Abbiamo descritto un metodo per l'analisi di popolazione cellulare in BCC. Tessuti tumorali sono coerenti di molti tipi di cellule, e ciascun tipo cellulare si comporta diversamente in un determinato momento di carcinogenesi, che è molto difficile da recuperare anche nelle migliori condizioni in vitro. Usando questo protocollo, abbiamo dimostrato che lo sviluppo di carcinoma a cellule basali si accompagna l'espansione delle cellule staminali epidermiche e reclutamento di cellule mieloidi. In confronto con le analisi immunoistochimica o immunofluorescenza, analisi di popolazione di cellule danno una valutazione più quantitativa delle variazioni di popolazione di cellule da anticorpi specifici per una varietà di tipi di cellule sono ora disponibili.

Per questo protocollo, 10 settimane sono necessari per completare lo studio perché il cambiamento fenotipico da induzione genica richiede tempo. E 'quindi importante pianificare l'esperimento prima del tempo. Per l'isolamento delle cellule e di analisi, possono essere necessari due giorni interi. Poiché le cellule vive sono usati per analyses, è importante prenotare un FACSCalibur prima del tempo. Abbiamo anche elencato i problemi comuni quando si lavora con questo protocollo (vedi sotto).

Nella nostra esperienza, di seguito sono i problemi più comuni che abbiamo incontrato:

1. Scarsa separazione dell'epidermide: questo può essere causato da un trattamento dispasi incompleto (prego aumentare il tempo di trattamento diapase) o di soluzione dispasi insufficiente (La pelle deve essere completamente immersa in soluzione dispasi). Usiamo almeno 5 ml di soluzione dispasi per un mouse. Il volume può variare in base alle dimensioni della pelle.
2. Bassa resa del numero di cellule: Può essere dovuto alla incompleta digestione con collagenasi IV. Per favore prima concentrazione collagenasi assegno o la data di scadenza. Questo può anche essere causato da insufficiente quantità di epidermide utilizzato. Inoltre, digestione enzimatica deve essere effettuata a 37 ° C con agitazione (si prega di regolare la temperatura prima di eseguire la digestione).
3. Grumi di cellule: Questo è molto comune per le cellule della pelle (cellule pipetteun paio di volte dopo aver attraversato il filtro (prima della centrifugazione), o l'esistenza di Mg ^{2 +} e Ca ^{2 +} nella soluzione (si prega di utilizzare Mg ^{2 +} e Ca ^{2 +} libero PBS per il lavaggio delle cellule).
4. Troppe le cellule morte: questo potrebbe essere il risultato di tessuti degradati (si prega di utilizzare tessuti freschi), o over-digestione (evitare di incubazione con dispasi e collagenasi IV).

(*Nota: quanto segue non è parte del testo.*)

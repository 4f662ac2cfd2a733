use std::sync::{
    Arc,
    atomic::{AtomicBool, Ordering},
};

use crate::audio::parameters::SynthParameters;
use crate::audio::synthesiser::Synthesiser;
use crate::midi::buffer::MidiBuffer;
use crate::midi::collector::{CollectorStats, MidiCollector};

/// Counters readable from the render side without touching the control side
#[derive(Debug, Clone, Copy, Default, PartialEq, Eq)]
pub struct RenderStats {
    pub collector: CollectorStats,
    /// Note-ons that found every voice busy
    pub dropped_note_ons: u64,
    pub active_voices: usize,
}

/// Render-context half of the bridge. Owns the synthesiser and the consumer
/// end of the event queue; `render_block` never blocks, logs or allocates.
pub struct RenderDriver {
    synth: Synthesiser,
    collector: MidiCollector,
    block_events: MidiBuffer,
    params: Arc<SynthParameters>,
    initialised: Arc<AtomicBool>,
}

impl RenderDriver {
    pub(crate) fn new(
        synth: Synthesiser,
        collector: MidiCollector,
        event_capacity: usize,
        params: Arc<SynthParameters>,
        initialised: Arc<AtomicBool>,
    ) -> Self {
        Self {
            synth,
            collector,
            block_events: MidiBuffer::with_capacity(event_capacity.max(1)),
            params,
            initialised,
        }
    }

    /// Set the sample rate and start the event clock. Until this has run,
    /// renders are silent and control calls are refused.
    pub fn prepare_to_play(&mut self, sample_rate: f64) {
        if !(sample_rate.is_finite() && sample_rate > 0.0) {
            log::warn!(target: "bridge", "prepare_to_play ignored: invalid sample rate {sample_rate}");
            return;
        }

        self.synth.reset();
        self.synth.set_current_playback_sample_rate(sample_rate as f32);
        self.collector.reset(sample_rate);
        self.initialised.store(true, Ordering::Release);

        log::info!(
            target: "bridge",
            "prepared at {sample_rate} Hz with {} voices",
            self.synth.num_voices()
        );
    }

    pub fn is_prepared(&self) -> bool {
        self.initialised.load(Ordering::Acquire)
    }

    /// Clear `output`, pull the events due in this block and render into it
    pub fn render_block(&mut self, output: &mut [f32]) {
        output.fill(0.0);
        if !self.is_prepared() || output.is_empty() {
            return;
        }

        self.collector
            .remove_next_block_of_messages(&mut self.block_events, output.len());
        let params = self.params.snapshot();
        self.synth.render_block(&self.block_events, output, &params);
    }

    /// Render into an interleaved device buffer, writing the same signal to
    /// every channel. `scratch` is the mono work area; devices asking for more
    /// frames than it holds are served in several `render_block` calls, so
    /// nothing is allocated here.
    pub fn render_interleaved<T: Copy>(
        &mut self,
        scratch: &mut [f32],
        output: &mut [T],
        channels: usize,
        convert: impl Fn(f32) -> T,
    ) {
        if channels == 0 {
            return;
        }
        if scratch.is_empty() {
            output.fill(convert(0.0));
            return;
        }

        for chunk in output.chunks_mut(scratch.len() * channels) {
            let frames = chunk.len() / channels;
            let mono = &mut scratch[..frames];
            self.render_block(mono);

            for (frame, sample) in chunk.chunks_mut(channels).zip(mono.iter()) {
                frame.fill(convert(*sample));
            }
            // A trailing partial frame gets silence
            for sample in &mut chunk[frames * channels..] {
                *sample = convert(0.0);
            }
        }
    }

    pub fn stats(&self) -> RenderStats {
        RenderStats {
            collector: self.collector.stats(),
            dropped_note_ons: self.synth.dropped_note_ons(),
            active_voices: self.synth.active_voice_count(),
        }
    }

    pub fn synthesiser(&self) -> &Synthesiser {
        &self.synth
    }

    pub fn sample_rate(&self) -> f64 {
        self.collector.sample_rate()
    }
}

#[cfg(test)]
mod tests {
    use crate::bridge::SynthBridge;
    use crate::clock::ManualClock;
    use std::sync::Arc;

    #[test]
    fn test_interleaved_render_spans_several_chunks() {
        let clock = ManualClock::new(0.0);
        let bridge = SynthBridge::initialize(4, 4, Arc::new(clock.clone()));
        let (controller, mut renderer) = bridge.split();
        renderer.prepare_to_play(48_000.0);

        controller.trigger_note_on(1, 69, 1.0);
        clock.advance_ms(5.0);

        let mut scratch = vec![0.0f32; 64];
        let mut output = vec![f32::MAX; 200 * 2];
        renderer.render_interleaved(&mut scratch, &mut output, 2, |s| s);

        assert!(output.iter().all(|&s| s != f32::MAX));
        assert!(output.chunks(2).all(|frame| frame[0] == frame[1]));
        assert!(output.iter().any(|&s| s != 0.0));
        assert_eq!(renderer.stats().collector.delivered, 1);
    }

    #[test]
    fn test_interleaved_render_without_scratch_is_silent() {
        let clock = ManualClock::new(0.0);
        let (_controller, mut renderer) = SynthBridge::initialize(1, 1, Arc::new(clock)).split();
        renderer.prepare_to_play(48_000.0);

        let mut output = vec![7i16; 8];
        renderer.render_interleaved(&mut [], &mut output, 2, |s| (s * 100.0) as i16);
        assert_eq!(output, vec![0; 8]);
    }
}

Questo protocollo può essere combinato con trapianto di midollo osseo o trapianto di tessuto per esaminare l'origine cella. Ad esempio, il trapianto di GFP che esprimono cellule del midollo osseo in topi letalmente irradiati ci permetterà di esaminare il contributo delle cellule del midollo osseo di fibroblasti associati al tumore e le cellule mieloidi. Allo stesso modo, i tumori della pelle possono essere trapiantate in un nuovo host mouse per esaminare le interazioni tumore-ospite.

Oltre a esaminare i cambiamenti di popolazione di cellule durante la carcinogenesi, questo protocollo consentirà inoltre ai ricercatori di esaminareeffetti dei trattamenti farmacologici verso le cellule del tumore ambiente. Sebbene questo protocollo è progettato per utilizzare per analisi di popolazioni cellulari durante carcinogenesi della pelle, lievi modifiche possono essere fatte per altri tipi di cancro.

In sintesi, le analisi di popolazione di cellule in modelli murini di cancro della pelle possono darci le modifiche dinamiche cellulari durante la carcinogenesi, portando ad una migliore comprensione della biologia cellulare nella trasformazione neoplastica e diversi eventi cellulari nel processo di trasformazione.

Gli autori dichiarano di non avere interessi finanziari in competizione.

Questo studio è stato sostenuto dal NCI (R01-R01-94160 e 155086), UI Simon Cancer Center e Centro di Wells per la Ricerca Pediatrica.